WORK ITEM – Among the records that follow, set down only the lines from the one containing "filename crates/codepad/tests/cli_tests.rs" to the one containing "program is distributed", both included, exactly.

MATERIAL PROVIDED –

- Opening Delimiter -

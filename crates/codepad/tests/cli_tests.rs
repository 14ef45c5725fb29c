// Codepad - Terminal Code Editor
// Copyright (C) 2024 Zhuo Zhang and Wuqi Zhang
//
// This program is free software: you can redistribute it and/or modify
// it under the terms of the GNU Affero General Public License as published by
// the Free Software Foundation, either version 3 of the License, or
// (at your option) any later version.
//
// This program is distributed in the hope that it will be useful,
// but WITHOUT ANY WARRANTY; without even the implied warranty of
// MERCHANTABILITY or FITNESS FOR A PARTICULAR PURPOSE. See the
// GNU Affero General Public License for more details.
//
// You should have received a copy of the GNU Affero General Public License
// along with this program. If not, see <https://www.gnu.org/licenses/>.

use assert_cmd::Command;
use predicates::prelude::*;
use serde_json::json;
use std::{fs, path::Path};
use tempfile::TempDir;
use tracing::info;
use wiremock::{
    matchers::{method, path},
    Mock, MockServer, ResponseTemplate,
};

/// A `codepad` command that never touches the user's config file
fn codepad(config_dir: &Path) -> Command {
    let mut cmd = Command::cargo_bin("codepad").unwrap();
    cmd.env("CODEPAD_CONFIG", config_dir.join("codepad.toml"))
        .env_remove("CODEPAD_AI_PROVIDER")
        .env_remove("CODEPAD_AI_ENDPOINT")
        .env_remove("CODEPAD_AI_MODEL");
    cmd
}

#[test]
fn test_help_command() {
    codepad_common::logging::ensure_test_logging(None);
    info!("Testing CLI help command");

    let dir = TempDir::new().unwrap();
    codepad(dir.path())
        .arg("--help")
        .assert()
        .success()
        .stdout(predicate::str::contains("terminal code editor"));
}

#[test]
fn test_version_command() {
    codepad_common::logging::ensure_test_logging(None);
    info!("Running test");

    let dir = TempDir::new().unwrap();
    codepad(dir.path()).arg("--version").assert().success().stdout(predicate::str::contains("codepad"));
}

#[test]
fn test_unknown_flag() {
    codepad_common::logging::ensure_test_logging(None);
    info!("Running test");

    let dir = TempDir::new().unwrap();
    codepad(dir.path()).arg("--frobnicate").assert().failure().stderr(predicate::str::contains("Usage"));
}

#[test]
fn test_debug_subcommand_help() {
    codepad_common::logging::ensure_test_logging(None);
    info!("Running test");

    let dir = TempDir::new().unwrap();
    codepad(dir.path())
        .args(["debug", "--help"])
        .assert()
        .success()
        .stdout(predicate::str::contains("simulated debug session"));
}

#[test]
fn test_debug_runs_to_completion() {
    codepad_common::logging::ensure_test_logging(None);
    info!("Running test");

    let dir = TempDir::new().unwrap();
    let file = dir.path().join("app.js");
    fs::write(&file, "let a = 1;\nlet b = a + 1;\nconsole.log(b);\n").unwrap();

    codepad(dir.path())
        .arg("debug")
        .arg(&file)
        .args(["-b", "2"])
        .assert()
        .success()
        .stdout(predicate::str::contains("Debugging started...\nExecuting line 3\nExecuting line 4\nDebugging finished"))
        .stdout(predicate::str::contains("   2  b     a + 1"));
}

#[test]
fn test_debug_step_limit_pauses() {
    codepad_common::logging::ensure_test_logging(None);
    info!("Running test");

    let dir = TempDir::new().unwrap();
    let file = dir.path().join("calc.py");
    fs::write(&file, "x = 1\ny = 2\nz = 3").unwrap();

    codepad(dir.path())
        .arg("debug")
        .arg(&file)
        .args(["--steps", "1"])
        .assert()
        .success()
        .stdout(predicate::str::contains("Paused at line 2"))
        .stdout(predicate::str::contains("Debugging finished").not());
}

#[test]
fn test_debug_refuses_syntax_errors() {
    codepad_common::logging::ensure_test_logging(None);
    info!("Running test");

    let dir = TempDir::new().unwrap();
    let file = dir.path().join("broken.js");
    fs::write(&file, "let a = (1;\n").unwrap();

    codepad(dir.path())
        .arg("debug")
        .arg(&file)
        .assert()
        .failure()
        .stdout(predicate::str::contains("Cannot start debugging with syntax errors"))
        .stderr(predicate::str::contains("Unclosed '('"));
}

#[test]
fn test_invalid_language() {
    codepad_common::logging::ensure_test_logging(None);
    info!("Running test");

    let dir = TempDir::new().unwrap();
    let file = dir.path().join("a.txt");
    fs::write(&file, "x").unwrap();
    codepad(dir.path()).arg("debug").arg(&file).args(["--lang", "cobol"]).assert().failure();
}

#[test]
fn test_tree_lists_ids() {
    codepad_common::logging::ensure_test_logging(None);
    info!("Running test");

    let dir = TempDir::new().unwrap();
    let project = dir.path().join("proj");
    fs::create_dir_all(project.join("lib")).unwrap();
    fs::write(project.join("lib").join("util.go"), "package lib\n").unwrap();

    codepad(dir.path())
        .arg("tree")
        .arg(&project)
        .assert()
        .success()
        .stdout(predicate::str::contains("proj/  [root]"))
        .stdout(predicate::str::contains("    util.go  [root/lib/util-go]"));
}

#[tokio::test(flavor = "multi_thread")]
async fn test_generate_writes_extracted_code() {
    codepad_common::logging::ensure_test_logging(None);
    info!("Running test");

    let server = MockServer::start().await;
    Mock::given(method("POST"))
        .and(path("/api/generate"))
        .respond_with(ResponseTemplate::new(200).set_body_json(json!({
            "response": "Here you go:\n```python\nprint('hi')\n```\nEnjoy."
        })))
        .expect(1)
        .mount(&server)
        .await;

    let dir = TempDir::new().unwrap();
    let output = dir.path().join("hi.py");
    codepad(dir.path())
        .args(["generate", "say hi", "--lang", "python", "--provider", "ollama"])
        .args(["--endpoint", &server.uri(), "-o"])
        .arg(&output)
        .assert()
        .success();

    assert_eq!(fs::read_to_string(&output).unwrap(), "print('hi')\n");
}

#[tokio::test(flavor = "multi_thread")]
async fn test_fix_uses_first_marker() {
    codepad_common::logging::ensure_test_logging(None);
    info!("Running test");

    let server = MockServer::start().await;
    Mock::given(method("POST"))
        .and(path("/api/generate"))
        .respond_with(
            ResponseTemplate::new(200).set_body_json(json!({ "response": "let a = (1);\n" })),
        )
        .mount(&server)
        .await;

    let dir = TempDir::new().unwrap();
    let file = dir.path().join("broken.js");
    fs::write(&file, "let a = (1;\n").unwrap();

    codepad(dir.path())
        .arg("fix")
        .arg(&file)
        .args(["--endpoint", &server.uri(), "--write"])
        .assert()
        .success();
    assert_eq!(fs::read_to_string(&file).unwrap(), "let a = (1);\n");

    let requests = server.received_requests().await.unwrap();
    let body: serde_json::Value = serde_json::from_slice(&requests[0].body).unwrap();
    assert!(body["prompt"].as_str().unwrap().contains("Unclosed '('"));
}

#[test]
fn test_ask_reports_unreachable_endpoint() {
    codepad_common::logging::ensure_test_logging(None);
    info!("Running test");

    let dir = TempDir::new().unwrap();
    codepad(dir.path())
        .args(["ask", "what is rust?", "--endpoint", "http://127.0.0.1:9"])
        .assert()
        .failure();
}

- Closing Delimiter -
- Opening Delimiter -

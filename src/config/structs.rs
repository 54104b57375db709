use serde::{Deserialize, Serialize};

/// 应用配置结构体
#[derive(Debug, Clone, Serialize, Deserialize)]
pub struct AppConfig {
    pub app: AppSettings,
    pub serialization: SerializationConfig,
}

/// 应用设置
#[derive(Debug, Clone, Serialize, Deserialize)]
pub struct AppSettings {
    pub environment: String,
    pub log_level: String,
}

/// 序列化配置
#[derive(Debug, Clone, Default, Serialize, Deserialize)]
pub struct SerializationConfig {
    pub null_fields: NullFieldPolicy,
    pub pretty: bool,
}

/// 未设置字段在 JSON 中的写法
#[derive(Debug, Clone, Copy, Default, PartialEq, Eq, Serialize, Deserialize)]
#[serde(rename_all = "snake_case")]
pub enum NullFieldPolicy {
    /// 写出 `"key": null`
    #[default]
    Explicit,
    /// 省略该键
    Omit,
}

- Closing Delimiter -

TASK OUTPUT –
filename crates/codepad/tests/cli_tests.rs
repository 14ef45c5725fb29c
// Codepad - Terminal Code Editor
// Copyright (C) 2024 Zhuo Zhang and Wuqi Zhang
//
// This program is free software: you can redistribute it and/or modify
// it under the terms of the GNU Affero General Public License as published by
// the Free Software Foundation, either version 3 of the License, or
// (at your option) any later version.
//
// This program is distributed in the hope that it will be useful,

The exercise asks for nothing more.